Adding Antarctic melt to other sources of sea level rise, such as the expansion of warming seawater and melting Greenland ice, the scientists predict that sea levels will rise 1.5 to 2.1 meters by the end of the century. That’s as much as double previous predictions that didn’t incorporate mechanisms that can expedite the Antarctic ice sheet’s collapse, though uncertainties remain, says study coauthor David Pollard, a paleoclimatologist at Penn State.

Predicting future sea level rise requires understanding how the oceans rose in the past. Scientists often glean ancient sea level rise by reconstructing the locations of ancient coastlines. But these coastlines can be a slippery target: Forces such as tectonic activity can cause Earth’s surface to rise and fall, obscuring the effects of past sea level rise. Depending on how much uplift obfuscated ancient sea level records — ranging from no uplift to massive uplift — the new prediction of 21st century sea level rise can differ by 35 centimeters or more.

A separate study also highlights the challenges of factoring changing coastlines into sea level rise predictions.
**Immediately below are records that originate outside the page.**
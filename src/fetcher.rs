use std::collections::BTreeMap;
use std::sync::Arc;
use std::sync::atomic::{AtomicUsize, Ordering};
use std::time::Duration;

use chrono::Utc;
use once_cell::sync::Lazy;
use rand::Rng;
use rand::seq::SliceRandom;
use reqwest::header::{ACCEPT, CONTENT_TYPE, RETRY_AFTER, USER_AGENT};
use reqwest::{Client, StatusCode};

use crate::cache::{CacheStore, cache_key};
use crate::config::SearchConfig;
use crate::data_models::CachedResponse;
use crate::error::{ConfigError, FetchError, FetchResult};
use crate::retry::{RetryPolicy, retry_with};

static USER_AGENTS: Lazy<Vec<&'static str>> = Lazy::new(|| {
    vec![
        "Mozilla/5.0 (Windows NT 10.0; Win64; x64) AppleWebKit/537.36 (KHTML, like Gecko) Chrome/123.0.0.0 Safari/537.36",
        "Mozilla/5.0 (Macintosh; Intel Mac OS X 10_15_7) AppleWebKit/537.36 (KHTML, like Gecko) Chrome/123.0.0.0 Safari/537.36",
        "Mozilla/5.0 (Windows NT 10.0; Win64; x64; rv:124.0) Gecko/20100101 Firefox/124.0",
        "Mozilla/5.0 (Macintosh; Intel Mac OS X 10.15; rv:124.0) Gecko/20100101 Firefox/124.0",
        "Mozilla/5.0 (Macintosh; Intel Mac OS X 10_15_7) AppleWebKit/605.1.15 (KHTML, like Gecko) Version/17.4 Safari/605.1.15",
        "Mozilla/5.0 (X11; Linux x86_64) AppleWebKit/537.36 (KHTML, like Gecko) Chrome/123.0.0.0 Safari/537.36",
    ]
});

const FALLBACK_USER_AGENT: &str = "Mozilla/5.0";

pub fn random_user_agent() -> &'static str {
    USER_AGENTS
        .choose(&mut rand::thread_rng())
        .copied()
        .unwrap_or(FALLBACK_USER_AGENT)
}

fn jittered(base: Duration, jitter: Duration) -> Duration {
    if jitter.is_zero() {
        return base;
    }
    let extra = rand::thread_rng().gen_range(0.0..=jitter.as_secs_f64());
    base + Duration::from_secs_f64(extra)
}

#[derive(Debug, Clone)]
pub struct FetcherSettings {
    pub delay: Duration,
    pub jitter: Duration,
    pub timeout: Duration,
    pub retry: RetryPolicy,
    pub cache_ttl: chrono::Duration,
}

impl Default for FetcherSettings {
    fn default() -> Self {
        FetcherSettings {
            delay: Duration::from_secs(1),
            jitter: Duration::from_millis(500),
            timeout: Duration::from_secs(15),
            retry: RetryPolicy::default(),
            cache_ttl: chrono::Duration::hours(24),
        }
    }
}

impl From<&SearchConfig> for FetcherSettings {
    fn from(config: &SearchConfig) -> Self {
        FetcherSettings {
            delay: config.delay,
            jitter: config.jitter,
            timeout: config.request_timeout,
            retry: RetryPolicy::default().with_max_retries(config.max_retries),
            ..FetcherSettings::default()
        }
    }
}

/// Throttled, retrying, cached HTTP GET.
pub struct PageFetcher {
    client: Client,
    cache: Arc<dyn CacheStore>,
    settings: FetcherSettings,
    network_requests: AtomicUsize,
}

impl PageFetcher {
    pub fn new(cache: Arc<dyn CacheStore>, settings: FetcherSettings) -> Result<Self, ConfigError> {
        let client = Client::builder()
            .timeout(settings.timeout)
            .redirect(reqwest::redirect::Policy::limited(10))
            .build()?;
        Ok(PageFetcher {
            client,
            cache,
            settings,
            network_requests: AtomicUsize::new(0),
        })
    }

    pub fn settings(&self) -> &FetcherSettings {
        &self.settings
    }

    /// Number of requests that actually went out over the network.
    pub fn network_requests(&self) -> usize {
        self.network_requests.load(Ordering::Relaxed)
    }

    /// Fetches a page's HTML.
    pub async fn fetch(&self, url: &str) -> FetchResult<String> {
        self.get(url, &[]).await
    }

    /// GET with extra request headers. A fresh cache entry short-circuits the
    /// network (and the throttle) entirely.
    pub async fn get(&self, url: &str, headers: &[(&str, &str)]) -> FetchResult<String> {
        self.get_validated(url, headers, |_| true).await
    }

    /// Like [`get`](Self::get), but only bodies `accept` approves are cached
    /// or served from the cache. A rejected body is still returned so the
    /// caller can report it; the next call goes back to the network.
    pub async fn get_validated<A>(
        &self,
        url: &str,
        headers: &[(&str, &str)],
        accept: A,
    ) -> FetchResult<String>
    where
        A: Fn(&str) -> bool,
    {
        let accept_header = headers
            .iter()
            .find(|(name, _)| name.eq_ignore_ascii_case(ACCEPT.as_str()))
            .map(|(_, value)| *value);
        let key = cache_key(url, accept_header);

        if let Some(cached) = self.cache.get(&key) {
            if !cached.is_fresh(Utc::now(), self.settings.cache_ttl) {
                log::debug!("cache entry expired: {url}");
            } else if !accept(&cached.body) {
                log::debug!("cache entry rejected: {url}");
            } else {
                log::debug!("cache hit: {url}");
                return Ok(cached.body);
            }
        }

        let (status, response_headers, body) =
            retry_with(&self.settings.retry, url, |_| self.request_once(url, headers)).await?;

        if accept(&body) {
            self.cache
                .put(&key, CachedResponse::new(status, response_headers, body.clone()));
        } else {
            log::debug!("not caching rejected response from {url}");
        }
        Ok(body)
    }

    async fn request_once(
        &self,
        url: &str,
        headers: &[(&str, &str)],
    ) -> FetchResult<(u16, BTreeMap<String, String>, String)> {
        let pause = jittered(self.settings.delay, self.settings.jitter);
        if !pause.is_zero() {
            tokio::time::sleep(pause).await;
        }

        let mut request = self.client.get(url).header(USER_AGENT, random_user_agent());
        for (name, value) in headers {
            request = request.header(*name, *value);
        }

        self.network_requests.fetch_add(1, Ordering::Relaxed);
        log::debug!("GET {url}");
        let response = request
            .send()
            .await
            .map_err(|e| self.classify(url, e))?;

        let status = response.status();
        if status == StatusCode::TOO_MANY_REQUESTS {
            let retry_after = response
                .headers()
                .get(RETRY_AFTER)
                .and_then(|v| v.to_str().ok())
                .and_then(|v| v.trim().parse::<u64>().ok())
                .map(Duration::from_secs);
            return Err(FetchError::RateLimited {
                url: url.to_string(),
                retry_after,
            });
        }
        if !status.is_success() {
            return Err(FetchError::Status {
                url: url.to_string(),
                status: status.as_u16(),
            });
        }

        let mut kept = BTreeMap::new();
        if let Some(content_type) = response
            .headers()
            .get(CONTENT_TYPE)
            .and_then(|v| v.to_str().ok())
        {
            kept.insert(CONTENT_TYPE.as_str().to_string(), content_type.to_string());
        }

        let body = response.text().await.map_err(|e| self.classify(url, e))?;
        Ok((status.as_u16(), kept, body))
    }

    fn classify(&self, url: &str, err: reqwest::Error) -> FetchError {
        if err.is_timeout() {
            FetchError::Timeout {
                url: url.to_string(),
                timeout: self.settings.timeout,
            }
        } else if err.is_builder() {
            FetchError::InvalidUrl {
                url: url.to_string(),
                reason: err.to_string(),
            }
        } else {
            FetchError::Network {
                url: url.to_string(),
                source: err,
            }
        }
    }
}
Researchers estimate online April 2 in Geophysical Research Letters that groundwater depletion has caused the coasts of California and India to rebound upward, counteracting sea level rise in those regions by about 0.4 millimeters per year.

“I really would be happier if we had the luxury of doing the research on this without bothering the public until we have 95 percent confidence in an answer,”says Penn State glaciologist Richard Alley, who was not involved in either study. “Any single forecast is notably uncertain, but if we continue warming the world rapidly, the most likely outcome is a major event of large and rapid sea level rise.”
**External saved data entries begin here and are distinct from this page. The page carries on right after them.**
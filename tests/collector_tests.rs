use std::sync::Arc;
use std::sync::atomic::{AtomicUsize, Ordering};
use std::time::Duration;

use anyhow::Result;
use async_trait::async_trait;
use wiremock::matchers::{method, path};
use wiremock::{Mock, MockServer, ResponseTemplate};

use listing_scout::cache::{CacheStore, MemoryCache};
use listing_scout::collector::{Collector, CollectorState, FoundSite};
use listing_scout::config::SearchConfig;
use listing_scout::data_models::{ListingSystem, SearchPage};
use listing_scout::error::ProviderError;
use listing_scout::fetcher::{FetcherSettings, PageFetcher};
use listing_scout::retry::RetryPolicy;
use listing_scout::search::{DuckDuckGoHtmlProvider, SearchBackend, SearchProvider, SearchRequest};

mod test_helpers {
    use super::*;

    pub fn fast_fetcher(cache: Arc<dyn CacheStore>) -> Arc<PageFetcher> {
        let settings = FetcherSettings {
            delay: Duration::ZERO,
            jitter: Duration::ZERO,
            timeout: Duration::from_secs(5),
            retry: RetryPolicy {
                max_retries: 1,
                initial_backoff: Duration::from_millis(1),
                max_backoff: Duration::from_millis(10),
                multiplier: 2,
            },
            cache_ttl: chrono::Duration::hours(24),
        };
        Arc::new(PageFetcher::new(cache, settings).unwrap())
    }

    pub fn small_config(target: usize) -> SearchConfig {
        SearchConfig {
            target_count: target,
            buildium_threshold: 3,
            appfolio_threshold: 2,
            delay: Duration::ZERO,
            jitter: Duration::ZERO,
            ..SearchConfig::default()
        }
    }

    pub fn price_page(prices: usize) -> String {
        let mut html = String::from("<html><body><h1>Available Rentals</h1>");
        for i in 0..prices {
            html.push_str(&format!("<div><span>Unit {i}</span> <b>$1,{i}50</b></div>"));
        }
        html.push_str("<script>var ads = ['$1', '$2', '$3', '$4'];</script></body></html>");
        html
    }

    pub fn apply_page(buttons: usize) -> String {
        let mut html = String::from("<html><body>");
        for _ in 0..buttons {
            html.push_str("<a class=\"btn\">Apply Now</a>");
        }
        html.push_str("</body></html>");
        html
    }

    /// A DuckDuckGo results page listing `paths` on the mock server.
    pub fn results_page(server: &MockServer, paths: &[&str]) -> String {
        let links: String = paths
            .iter()
            .map(|p| format!(r#"<a class="result__a" href="{}{p}">{p}</a>"#, server.uri()))
            .collect();
        format!("<html><body>{links}</body></html>")
    }

    pub async fn mount_page(server: &MockServer, route: &str, body: String, times: u64) {
        Mock::given(method("GET"))
            .and(path(route))
            .respond_with(ResponseTemplate::new(200).set_body_string(body))
            .expect(times)
            .mount(server)
            .await;
    }

    /// Hands out full pages of never-repeating URLs on the mock server.
    pub struct EndlessProvider {
        pub base: String,
        pub next_id: AtomicUsize,
    }

    #[async_trait]
    impl SearchProvider for EndlessProvider {
        fn name(&self) -> &'static str {
            "endless"
        }

        async fn fetch_results(&self, request: SearchRequest<'_>) -> Result<SearchPage, ProviderError> {
            let urls = (0..request.per_page)
                .map(|_| {
                    let id = self.next_id.fetch_add(1, Ordering::SeqCst);
                    format!("{}/candidate/{id}", self.base)
                })
                .collect();
            Ok(SearchPage::new(urls, true))
        }
    }

    /// Returns the same URLs for every query and page.
    pub struct RepeatingProvider {
        pub urls: Vec<String>,
        pub pages: usize,
    }

    #[async_trait]
    impl SearchProvider for RepeatingProvider {
        fn name(&self) -> &'static str {
            "repeating"
        }

        async fn fetch_results(&self, request: SearchRequest<'_>) -> Result<SearchPage, ProviderError> {
            Ok(SearchPage::new(self.urls.clone(), request.page + 1 < self.pages))
        }
    }
}

use test_helpers::*;

#[tokio::test]
async fn test_collects_until_target_in_discovery_order() -> Result<()> {
    let server = MockServer::start().await;
    mount_page(
        &server,
        "/html/",
        results_page(&server, &["/site/1", "/site/2", "/site/3", "/site/4"]),
        1,
    )
    .await;
    mount_page(&server, "/site/1", price_page(5), 1).await;
    mount_page(&server, "/site/2", price_page(1), 1).await;
    mount_page(&server, "/site/3", price_page(3), 1).await;
    // the target is met before the fourth candidate
    mount_page(&server, "/site/4", price_page(9), 0).await;

    let fetcher = fast_fetcher(Arc::new(MemoryCache::new()));
    let backend = SearchBackend::new(
        vec![Box::new(DuckDuckGoHtmlProvider::with_base_url(
            fetcher.clone(),
            server.uri(),
        ))],
        10,
        1000,
    )?;
    let config = small_config(2);
    let collector = Collector::new(&backend, &fetcher, &config);

    let mut reported = Vec::new();
    let outcome = collector
        .collect("oh", ListingSystem::Buildium, |found: &FoundSite<'_>| {
            reported.push((found.index, found.target, found.count, found.url.to_string()));
        })
        .await?;

    let site1 = format!("{}/site/1", server.uri());
    let site3 = format!("{}/site/3", server.uri());
    assert_eq!(outcome.status, CollectorState::Done);
    assert_eq!(outcome.state_name, "Ohio");
    assert_eq!(outcome.urls, vec![site1.clone(), site3.clone()]);
    assert_eq!(outcome.examined, 3);
    assert_eq!(outcome.fetch_failures, 0);
    assert_eq!(reported, vec![(1, 2, 5, site1), (2, 2, 3, site3)]);
    Ok(())
}

#[tokio::test]
async fn test_exhausted_when_queries_run_out() -> Result<()> {
    let server = MockServer::start().await;
    // every one of the three queries gets the same single page
    mount_page(
        &server,
        "/html/",
        results_page(&server, &["/a", "/b", "/broken", "/c"]),
        3,
    )
    .await;
    mount_page(&server, "/a", apply_page(2), 1).await;
    mount_page(&server, "/b", apply_page(1), 1).await;
    mount_page(&server, "/c", apply_page(4), 1).await;
    Mock::given(method("GET"))
        .and(path("/broken"))
        .respond_with(ResponseTemplate::new(404))
        .expect(1)
        .mount(&server)
        .await;

    let fetcher = fast_fetcher(Arc::new(MemoryCache::new()));
    let backend = SearchBackend::new(
        vec![Box::new(DuckDuckGoHtmlProvider::with_base_url(
            fetcher.clone(),
            server.uri(),
        ))],
        10,
        1000,
    )?;
    let config = small_config(10);
    let collector = Collector::new(&backend, &fetcher, &config);

    let outcome = collector
        .collect("Vermont", ListingSystem::AppFolio, |_: &FoundSite<'_>| {})
        .await?;

    assert_eq!(outcome.status, CollectorState::Exhausted);
    assert_eq!(
        outcome.urls,
        vec![format!("{}/a", server.uri()), format!("{}/c", server.uri())]
    );
    // repeats across queries are never refetched
    assert_eq!(outcome.examined, 4);
    assert_eq!(outcome.fetch_failures, 1);
    Ok(())
}

#[tokio::test]
async fn test_second_run_is_served_from_cache() -> Result<()> {
    let server = MockServer::start().await;
    mount_page(
        &server,
        "/html/",
        results_page(&server, &["/one", "/two"]),
        3,
    )
    .await;
    mount_page(&server, "/one", price_page(4), 1).await;
    mount_page(&server, "/two", price_page(0), 1).await;

    let cache: Arc<dyn CacheStore> = Arc::new(MemoryCache::new());
    let config = small_config(5);

    let first = {
        let fetcher = fast_fetcher(cache.clone());
        let backend = SearchBackend::new(
            vec![Box::new(DuckDuckGoHtmlProvider::with_base_url(
                fetcher.clone(),
                server.uri(),
            ))],
            10,
            1000,
        )?;
        let outcome = Collector::new(&backend, &fetcher, &config)
            .collect("Idaho", ListingSystem::Buildium, |_: &FoundSite<'_>| {})
            .await?;
        assert_eq!(fetcher.network_requests(), 5);
        outcome
    };
    let requests_after_first = server.received_requests().await.unwrap_or_default().len();

    let fetcher = fast_fetcher(cache.clone());
    let backend = SearchBackend::new(
        vec![Box::new(DuckDuckGoHtmlProvider::with_base_url(
            fetcher.clone(),
            server.uri(),
        ))],
        10,
        1000,
    )?;
    let second = Collector::new(&backend, &fetcher, &config)
        .collect("Idaho", ListingSystem::Buildium, |_: &FoundSite<'_>| {})
        .await?;

    assert_eq!(second, first);
    assert_eq!(fetcher.network_requests(), 0);
    assert_eq!(
        server.received_requests().await.unwrap_or_default().len(),
        requests_after_first
    );
    Ok(())
}

#[tokio::test]
async fn test_result_cap_spans_both_systems() -> Result<()> {
    let server = MockServer::start().await;
    Mock::given(method("GET"))
        .respond_with(ResponseTemplate::new(200).set_body_string("<p>nothing here</p>"))
        .mount(&server)
        .await;

    let fetcher = fast_fetcher(Arc::new(MemoryCache::new()));
    let backend = SearchBackend::new(
        vec![Box::new(EndlessProvider {
            base: server.uri(),
            next_id: AtomicUsize::new(0),
        })],
        10,
        35,
    )?;
    let config = SearchConfig {
        result_cap: 35,
        ..small_config(10)
    };
    let collector = Collector::new(&backend, &fetcher, &config);

    let outcomes = collector
        .collect_all("CO", &ListingSystem::ALL, |_: &FoundSite<'_>| {})
        .await?;

    assert_eq!(outcomes.len(), 2);
    assert_eq!(backend.budget().used(), 35);
    assert_eq!(outcomes[0].system, ListingSystem::Buildium);
    assert_eq!(outcomes[0].examined, 35);
    assert_eq!(outcomes[0].status, CollectorState::Exhausted);
    // nothing left for the second system
    assert_eq!(outcomes[1].examined, 0);
    assert_eq!(outcomes[1].status, CollectorState::Exhausted);
    assert_eq!(fetcher.network_requests(), 35);
    Ok(())
}

#[tokio::test]
async fn test_repeated_candidates_are_fetched_once() -> Result<()> {
    let server = MockServer::start().await;
    mount_page(&server, "/x", apply_page(0), 1).await;
    mount_page(&server, "/y", apply_page(0), 1).await;

    let fetcher = fast_fetcher(Arc::new(MemoryCache::new()));
    let backend = SearchBackend::new(
        vec![Box::new(RepeatingProvider {
            urls: vec![format!("{}/x", server.uri()), format!("{}/y", server.uri())],
            pages: 4,
        })],
        10,
        1000,
    )?;
    let config = small_config(3);
    let outcome = Collector::new(&backend, &fetcher, &config)
        .collect("Maine", ListingSystem::AppFolio, |_: &FoundSite<'_>| {})
        .await?;

    assert!(outcome.urls.is_empty());
    assert_eq!(outcome.examined, 2);
    assert_eq!(outcome.status, CollectorState::Exhausted);
    // three queries, four pages each
    assert_eq!(backend.budget().used(), 120);
    Ok(())
}

#[tokio::test]
async fn test_empty_state_is_rejected() -> Result<()> {
    let fetcher = fast_fetcher(Arc::new(MemoryCache::new()));
    let backend = SearchBackend::new(
        vec![Box::new(RepeatingProvider {
            urls: Vec::new(),
            pages: 1,
        })],
        10,
        1000,
    )?;
    let config = small_config(1);
    let result = Collector::new(&backend, &fetcher, &config)
        .collect("   ", ListingSystem::Buildium, |_: &FoundSite<'_>| {})
        .await;
    assert!(result.is_err());
    assert_eq!(backend.budget().used(), 0);
    Ok(())
}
Two warm periods, one about 125,000 years ago and another about 3 million years ago, were particularly useful for Pollard and coauthor Robert DeConto, a geoscientist at the University of Massachusetts Amherst. Those bouts of warming shrank Earth’s ice sheets and boosted sea levels by several meters. Pollard and DeConto used these sea level records to fine-tune a computer simulation of how climate change affects the Antarctic ice sheet. The researchers then applied their calibrated simulation to current climate conditions and projected sea level rise thousands of years into the future.

Assuming that society takes no actions to curb greenhouse gas emissions, the simulation predicts that Antarctic melting will accelerate around 2050 as rising temperatures destabilize several keystone glaciers in West Antarctica. After 2100, Antarctica’s contribution to sea level rise will exceed 4 centimeters a year — more than 10 times the current rate from all sources.

Such severe sea level rise would reshape most of Earth’s coastlines, and the waters would rise even higher as time goes on, Pollard predicts.  “Sea levels won’t peak until around 3,000 to 4,000 years from now,”he says. At that point, Antarctica will have raised global sea levels by about 20 meters.

The consequences of this long-term sea level rise will be dire, says Maureen Raymo, a marine geologist at Columbia University’s Lamont-Doherty Earth Observatory in Palisades, N.Y., who was not involved with the work. “I haven’t seen anyone mention the long, slowly unfolding refugee crisis that will only get worse as hundreds of millions [of people] are displaced worldwide,” she says.

Editor’s note: This story was updated April 6, 2016, to more precisely indicate the top of the range of predicted sea level rise by 2100.